//! Authentication module for managing the user session and its credentials.
//!
//! This module provides:
//! - `SessionManager`: the session lifecycle (startup verification, login,
//!   registration, logout, refresh) and the authenticated-request wrapper
//! - `Session`: the observable session record shared with collaborators
//! - `TokenStore`: durable storage for the access and refresh tokens, backed
//!   by the OS keychain, a private JSON file, or process memory

pub mod error;
pub mod manager;
pub mod session;
pub mod store;

pub use error::AuthError;
pub use manager::SessionManager;
pub use session::{Credential, Session, SessionState};
pub use store::{
    FileStore, KeyringStore, MemoryStore, StoreError, TokenStore, ACCESS_TOKEN_KEY,
    REFRESH_TOKEN_KEY,
};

- What to work on: Could you set down, word for word, only the lines above from the line with "refresh tokens, backed" to the line with "pub use error::AuthError;", including both?

- The completed task:
//! - `TokenStore`: durable storage for the access and refresh tokens, backed
//!   by the OS keychain, a private JSON file, or process memory

pub mod error;
pub mod manager;
pub mod session;
pub mod store;

pub use error::AuthError;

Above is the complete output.